● Your task
You are asked to write out the full listing exactly as it stands.

● Exercise data
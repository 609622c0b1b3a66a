//! Level conversions for control values.
//!
//! - [`db_to_linear`] / [`linear_to_db`] - Convert between dB and linear gain
//!
//! Both are allocation-free and `no_std` (via `libm`).

use libm::{exp, log};

/// Floor returned by [`linear_to_db`] for silence.
pub const SILENCE_DB: f64 = -120.0;

/// Convert decibels to linear gain.
///
/// # Arguments
/// * `db` - Value in decibels
///
/// # Returns
/// Linear gain value (e.g., 0 dB → 1.0, -6 dB → 0.5, +6 dB → 2.0)
///
/// # Example
/// ```rust
/// use cadence_core::db_to_linear;
///
/// assert!((db_to_linear(0.0) - 1.0).abs() < 0.001);
/// assert!((db_to_linear(-6.02) - 0.5).abs() < 0.01);
/// ```
#[inline]
pub fn db_to_linear(db: f64) -> f64 {
    // 10^(dB/20) = e^(dB * ln(10)/20)
    const FACTOR: f64 = core::f64::consts::LN_10 / 20.0;
    exp(db * FACTOR)
}

/// Convert linear gain to decibels, floored at [`SILENCE_DB`].
///
/// # Example
/// ```rust
/// use cadence_core::linear_to_db;
///
/// assert!((linear_to_db(0.5) - (-6.02)).abs() < 0.01);
/// assert_eq!(linear_to_db(0.0), -120.0);
/// ```
#[inline]
pub fn linear_to_db(linear: f64) -> f64 {
    // 20 * log10(linear) = 20 * ln(linear) / ln(10)
    const FACTOR: f64 = 20.0 / core::f64::consts::LN_10;
    if linear <= 1e-6 {
        return SILENCE_DB;
    }
    (log(linear) * FACTOR).max(SILENCE_DB)
}
//! Run the audio system with the built-in monitor graph.

use super::common::load_settings;
use crate::monitor::{GAIN_SMOOTHING_SECS, Monitor, Source};
use anyhow::Context;
use cadence_core::db_to_linear;
use cadence_io::AudioSystem;
use clap::Args;
use std::path::PathBuf;
use std::sync::Arc;
use std::sync::atomic::{AtomicBool, Ordering};
use std::time::{Duration, Instant};

/// Control loop poll interval.
const POLL_INTERVAL: Duration = Duration::from_millis(100);

#[derive(Args)]
pub struct RunArgs {
    /// Settings file (defaults to the user settings file)
    #[arg(long)]
    config: Option<PathBuf>,

    /// Backend override ("default", "dummy", or a host such as "alsa")
    #[arg(short, long)]
    backend: Option<String>,

    /// Output device override (index, exact or partial name)
    #[arg(short, long)]
    device: Option<String>,

    /// Sample rate override in Hz
    #[arg(long)]
    sample_rate: Option<u32>,

    /// Block size override in frames
    #[arg(long)]
    block_size: Option<u32>,

    /// Play a sine tone at this frequency (Hz) instead of the input
    #[arg(long, value_name = "HZ")]
    tone: Option<f64>,

    /// Output gain in dB
    #[arg(long, default_value = "0", allow_hyphen_values = true)]
    gain: f64,

    /// Do not capture input
    #[arg(long)]
    no_input: bool,

    /// Stop after this many seconds instead of waiting for Ctrl+C
    #[arg(long, value_name = "SECS")]
    duration: Option<f64>,
}

pub fn run(args: RunArgs) -> anyhow::Result<()> {
    let (mut settings, path) = load_settings(args.config.as_deref())?;
    if let Some(backend) = args.backend {
        settings.backend = backend;
    }
    if args.device.is_some() {
        settings.device = args.device;
    }
    if let Some(rate) = args.sample_rate {
        settings.sample_rate = rate;
    }
    if let Some(block) = args.block_size {
        settings.block_size = block;
    }
    if args.no_input {
        settings.enable_input = false;
    }
    settings
        .validate()
        .with_context(|| format!("invalid settings (from {})", path.display()))?;

    if let Some(freq) = args.tone {
        if !(freq.is_finite() && freq > 0.0) {
            anyhow::bail!("tone frequency must be a positive number of Hz, got {freq}");
        }
    }
    if let Some(secs) = args.duration {
        if !(secs.is_finite() && secs >= 0.0) {
            anyhow::bail!("duration must be a non-negative number of seconds, got {secs}");
        }
    }

    let source = args.tone.map_or(Source::Input, Source::Tone);
    let monitor = Monitor::new(source, 0.0);
    let gain = monitor.gain_handle();

    let system = AudioSystem::new();
    system.set_processor(Box::new(monitor));
    let format = system.start(&settings)?;

    let source_label = match source {
        Source::Input if format.input_channels == 0 => "silence (no input)".to_string(),
        Source::Input => "input".to_string(),
        Source::Tone(freq) => format!("{freq} Hz tone"),
    };
    println!("Running {} on {}", source_label, format.device_name);
    println!("  Backend:     {}", settings.backend);
    println!("  Sample rate: {} Hz", format.sample_rate);
    println!(
        "  Block size:  {} frames ({:.2} ms)",
        format.block_size,
        format.block_duration() * 1000.0
    );
    println!("  Channels:    {} in / {} out", format.input_channels, format.output_channels);
    println!("  Gain:        {:.1} dB", args.gain);
    if args.duration.is_none() {
        println!("\nPress Ctrl+C to stop...\n");
    }

    let running = Arc::new(AtomicBool::new(true));
    let r = Arc::clone(&running);
    ctrlc::set_handler(move || {
        r.store(false, Ordering::SeqCst);
    })?;

    gain.set_value(db_to_linear(args.gain));

    let deadline = args.duration.map(|secs| Instant::now() + Duration::from_secs_f64(secs));
    let errors = system.error_flag();
    let result = loop {
        if !running.load(Ordering::SeqCst) {
            println!("\nStopping...");
            break Ok(());
        }
        if deadline.is_some_and(|d| Instant::now() >= d) {
            break Ok(());
        }
        if errors.is_set() {
            tracing::warn!("audio device reported a fatal error, restarting");
            if let Err(e) = system.restart(&settings) {
                break Err(anyhow::Error::new(e).context("audio device lost"));
            }
        }
        std::thread::sleep(POLL_INTERVAL);
    };

    // Fade out before closing the stream.
    gain.set_value(0.0);
    std::thread::sleep(Duration::from_secs_f64(GAIN_SMOOTHING_SECS * 2.5));
    system.stop();

    result?;
    println!("Done!");
    Ok(())
}
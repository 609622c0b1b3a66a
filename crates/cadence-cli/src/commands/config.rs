//! Audio settings command.

use super::common::{load_settings, resolve_settings_path};
use anyhow::Context;
use cadence_config::AudioSettings;
use clap::{Args, Subcommand};
use std::path::PathBuf;

#[derive(Args)]
pub struct ConfigArgs {
    /// Settings file (defaults to the user config directory)
    #[arg(short, long, global = true)]
    config: Option<PathBuf>,

    #[command(subcommand)]
    command: Option<ConfigCommand>,
}

#[derive(Subcommand)]
enum ConfigCommand {
    /// Print the effective settings as TOML
    Show,

    /// Write a settings file with every default spelled out
    Init {
        /// Overwrite an existing file
        #[arg(long)]
        force: bool,
    },

    /// Print the settings file path
    Path,
}

pub fn run(args: ConfigArgs) -> anyhow::Result<()> {
    match args.command.unwrap_or(ConfigCommand::Show) {
        ConfigCommand::Show => {
            let (settings, path) = load_settings(args.config.as_deref())?;
            let source = if path.exists() { "file" } else { "defaults, no file" };
            println!("# {} ({source})", path.display());
            print!("{}", settings.to_toml_string()?);
        }

        ConfigCommand::Init { force } => {
            let path = resolve_settings_path(args.config.as_deref());
            if path.exists() && !force {
                anyhow::bail!(
                    "{} already exists (use --force to overwrite)",
                    path.display()
                );
            }
            AudioSettings::default()
                .save(&path)
                .with_context(|| format!("writing {}", path.display()))?;
            println!("Wrote default settings to {}", path.display());
        }

        ConfigCommand::Path => {
            println!("{}", resolve_settings_path(args.config.as_deref()).display());
        }
    }

    Ok(())
}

● Final answer
repository 609622c0b1b3a66a
//! Level conversions for control values.
//!
//! - [`db_to_linear`] / [`linear_to_db`] - Convert between dB and linear gain
//!
//! Both are allocation-free and `no_std` (via `libm`).

use libm::{exp, log};

/// Floor returned by [`linear_to_db`] for silence.
pub const SILENCE_DB: f64 = -120.0;

/// Convert decibels to linear gain.
///
/// # Arguments
/// * `db` - Value in decibels
///
/// # Returns
/// Linear gain value (e.g., 0 dB → 1.0, -6 dB → 0.5, +6 dB → 2.0)
///
/// # Example
/// ```rust
/// use cadence_core::db_to_linear;
///
/// assert!((db_to_linear(0.0) - 1.0).abs() < 0.001);
/// assert!((db_to_linear(-6.02) - 0.5).abs() < 0.01);
/// ```
#[inline]
pub fn db_to_linear(db: f64) -> f64 {
    // 10^(dB/20) = e^(dB * ln(10)/20)
    const FACTOR: f64 = core::f64::consts::LN_10 / 20.0;
    exp(db * FACTOR)
}

/// Convert linear gain to decibels, floored at [`SILENCE_DB`].
///
/// # Example
/// ```rust
/// use cadence_core::linear_to_db;
///
/// assert!((linear_to_db(0.5) - (-6.02)).abs() < 0.01);
/// assert_eq!(linear_to_db(0.0), -120.0);
/// ```
#[inline]
pub fn linear_to_db(linear: f64) -> f64 {
    // 20 * log10(linear) = 20 * ln(linear) / ln(10)
    const FACTOR: f64 = 20.0 / core::f64::consts::LN_10;
    if linear <= 1e-6 {
        return SILENCE_DB;
    }
    (log(linear) * FACTOR).max(SILENCE_DB)
}
//! Run the audio system with the built-in monitor graph.

use super::common::load_settings;
use crate::monitor::{GAIN_SMOOTHING_SECS, Monitor, Source};
use anyhow::Context;
use cadence_core::db_to_linear;
use cadence_io::AudioSystem;
use clap::Args;
use std::path::PathBuf;
use std::sync::Arc;
use std::sync::atomic::{AtomicBool, Ordering};
use std::time::{Duration, Instant};

/// Control loop poll interval.
const POLL_INTERVAL: Duration = Duration::from_millis(100);

#[derive(Args)]
pub struct RunArgs {
    /// Settings file (defaults to the user settings file)
    #[arg(long)]
    config: Option<PathBuf>,

    /// Backend override ("default", "dummy", or a host such as "alsa")
    #[arg(short, long)]
    backend: Option<String>,

    /// Output device override (index, exact or partial name)
    #[arg(short, long)]
    device: Option<String>,

    /// Sample rate override in Hz
    #[arg(long)]
    sample_rate: Option<u32>,

    /// Block size override in frames
    #[arg(long)]
    block_size: Option<u32>,

    /// Play a sine tone at this frequency (Hz) instead of the input
    #[arg(long, value_name = "HZ")]
    tone: Option<f64>,

    /// Output gain in dB
    #[arg(long, default_value = "0", allow_hyphen_values = true)]
    gain: f64,

    /// Do not capture input
    #[arg(long)]
    no_input: bool,

    /// Stop after this many seconds instead of waiting for Ctrl+C
    #[arg(long, value_name = "SECS")]
    duration: Option<f64>,
}

pub fn run(args: RunArgs) -> anyhow::Result<()> {
    let (mut settings, path) = load_settings(args.config.as_deref())?;
    if let Some(backend) = args.backend {
        settings.backend = backend;
    }
    if args.device.is_some() {
        settings.device = args.device;
    }
    if let Some(rate) = args.sample_rate {
        settings.sample_rate = rate;
    }
    if let Some(block) = args.block_size {
        settings.block_size = block;
    }
    if args.no_input {
        settings.enable_input = false;
    }
    settings
        .validate()
        .with_context(|| format!("invalid settings (from {})", path.display()))?;

    if let Some(freq) = args.tone {
        if !(freq.is_finite() && freq > 0.0) {
            anyhow::bail!("tone frequency must be a positive number of Hz, got {freq}");
        }
    }
    if let Some(secs) = args.duration {
        if !(secs.is_finite() && secs >= 0.0) {
            anyhow::bail!("duration must be a non-negative number of seconds, got {secs}");
        }
    }

    let source = args.tone.map_or(Source::Input, Source::Tone);
    let monitor = Monitor::new(source, 0.0);
    let gain = monitor.gain_handle();

    let system = AudioSystem::new();
    system.set_processor(Box::new(monitor));
    let format = system.start(&settings)?;

    let source_label = match source {
        Source::Input if format.input_channels == 0 => "silence (no input)".to_string(),
        Source::Input => "input".to_string(),
        Source::Tone(freq) => format!("{freq} Hz tone"),
    };
    println!("Running {} on {}", source_label, format.device_name);
    println!("  Backend:     {}", settings.backend);
    println!("  Sample rate: {} Hz", format.sample_rate);
    println!(
        "  Block size:  {} frames ({:.2} ms)",
        format.block_size,
        format.block_duration() * 1000.0
    );
    println!("  Channels:    {} in / {} out", format.input_channels, format.output_channels);
    println!("  Gain:        {:.1} dB", args.gain);
    if args.duration.is_none() {
        println!("\nPress Ctrl+C to stop...\n");
    }

    let running = Arc::new(AtomicBool::new(true));
    let r = Arc::clone(&running);
    ctrlc::set_handler(move || {
        r.store(false, Ordering::SeqCst);
    })?;

    gain.set_value(db_to_linear(args.gain));

    let deadline = args.duration.map(|secs| Instant::now() + Duration::from_secs_f64(secs));
    let errors = system.error_flag();
    let result = loop {
        if !running.load(Ordering::SeqCst) {
            println!("\nStopping...");
            break Ok(());
        }
        if deadline.is_some_and(|d| Instant::now() >= d) {
            break Ok(());
        }
        if errors.is_set() {
            tracing::warn!("audio device reported a fatal error, restarting");
            if let Err(e) = system.restart(&settings) {
                break Err(anyhow::Error::new(e).context("audio device lost"));
            }
        }
        std::thread::sleep(POLL_INTERVAL);
    };

    // Fade out before closing the stream.
    gain.set_value(0.0);
    std::thread::sleep(Duration::from_secs_f64(GAIN_SMOOTHING_SECS * 2.5));
    system.stop();

    result?;
    println!("Done!");
    Ok(())
}
repository 609622c0b1b3a66a
filename crates/cadence-cli/src/commands/config.rs
//! Audio settings command.

use super::common::{load_settings, resolve_settings_path};
use anyhow::Context;
use cadence_config::AudioSettings;
use clap::{Args, Subcommand};
use std::path::PathBuf;

#[derive(Args)]
pub struct ConfigArgs {
    /// Settings file (defaults to the user config directory)
    #[arg(short, long, global = true)]
    config: Option<PathBuf>,

    #[command(subcommand)]
    command: Option<ConfigCommand>,
}

#[derive(Subcommand)]
enum ConfigCommand {
    /// Print the effective settings as TOML
    Show,

    /// Write a settings file with every default spelled out
    Init {
        /// Overwrite an existing file
        #[arg(long)]
        force: bool,
    },

    /// Print the settings file path
    Path,
}

pub fn run(args: ConfigArgs) -> anyhow::Result<()> {
    match args.command.unwrap_or(ConfigCommand::Show) {
        ConfigCommand::Show => {
            let (settings, path) = load_settings(args.config.as_deref())?;
            let source = if path.exists() { "file" } else { "defaults, no file" };
            println!("# {} ({source})", path.display());
            print!("{}", settings.to_toml_string()?);
        }

        ConfigCommand::Init { force } => {
            let path = resolve_settings_path(args.config.as_deref());
            if path.exists() && !force {
                anyhow::bail!(
                    "{} already exists (use --force to overwrite)",
                    path.display()
                );
            }
            AudioSettings::default()
                .save(&path)
                .with_context(|| format!("writing {}", path.display()))?;
            println!("Wrote default settings to {}", path.display());
        }

        ConfigCommand::Path => {
            println!("{}", resolve_settings_path(args.config.as_deref()).display());
        }
    }

    Ok(())
}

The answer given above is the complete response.